### Work instructions:
Among the lines below, copy exactly those from the one with "use alloy_chains::NamedChain;" through the one with "its native currency", counting both ends.

Extracted entries: Begin

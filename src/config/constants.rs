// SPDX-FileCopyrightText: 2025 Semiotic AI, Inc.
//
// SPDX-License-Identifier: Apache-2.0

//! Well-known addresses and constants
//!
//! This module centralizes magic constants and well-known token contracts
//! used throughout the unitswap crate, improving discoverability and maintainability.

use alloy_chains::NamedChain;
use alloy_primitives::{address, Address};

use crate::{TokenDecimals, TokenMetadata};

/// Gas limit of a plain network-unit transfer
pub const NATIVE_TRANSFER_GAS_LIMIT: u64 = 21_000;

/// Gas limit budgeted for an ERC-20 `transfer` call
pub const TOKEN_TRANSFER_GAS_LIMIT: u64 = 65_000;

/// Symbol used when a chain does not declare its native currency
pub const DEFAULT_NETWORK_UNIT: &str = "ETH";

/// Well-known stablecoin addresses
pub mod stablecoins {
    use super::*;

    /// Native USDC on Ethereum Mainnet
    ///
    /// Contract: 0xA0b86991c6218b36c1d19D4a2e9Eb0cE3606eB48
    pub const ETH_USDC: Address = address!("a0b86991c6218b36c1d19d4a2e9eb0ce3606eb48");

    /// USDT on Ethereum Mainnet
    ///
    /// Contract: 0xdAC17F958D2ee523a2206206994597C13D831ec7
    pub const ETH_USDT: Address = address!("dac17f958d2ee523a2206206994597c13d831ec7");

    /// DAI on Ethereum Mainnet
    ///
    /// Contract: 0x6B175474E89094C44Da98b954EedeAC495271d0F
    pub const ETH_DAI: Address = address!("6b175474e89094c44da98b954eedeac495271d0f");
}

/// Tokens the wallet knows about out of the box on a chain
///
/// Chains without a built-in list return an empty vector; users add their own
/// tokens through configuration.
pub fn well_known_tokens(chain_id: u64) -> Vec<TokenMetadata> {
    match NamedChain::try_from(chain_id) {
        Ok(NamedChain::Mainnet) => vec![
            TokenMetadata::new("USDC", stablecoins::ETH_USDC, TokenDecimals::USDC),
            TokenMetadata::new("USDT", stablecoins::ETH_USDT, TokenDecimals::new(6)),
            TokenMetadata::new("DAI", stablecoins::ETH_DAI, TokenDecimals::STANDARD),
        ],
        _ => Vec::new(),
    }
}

Extracted entries: End

### Result for this task:
use alloy_chains::NamedChain;
use alloy_primitives::{address, Address};

use crate::{TokenDecimals, TokenMetadata};

/// Gas limit of a plain network-unit transfer
pub const NATIVE_TRANSFER_GAS_LIMIT: u64 = 21_000;

/// Gas limit budgeted for an ERC-20 `transfer` call
pub const TOKEN_TRANSFER_GAS_LIMIT: u64 = 65_000;

/// Symbol used when a chain does not declare its native currency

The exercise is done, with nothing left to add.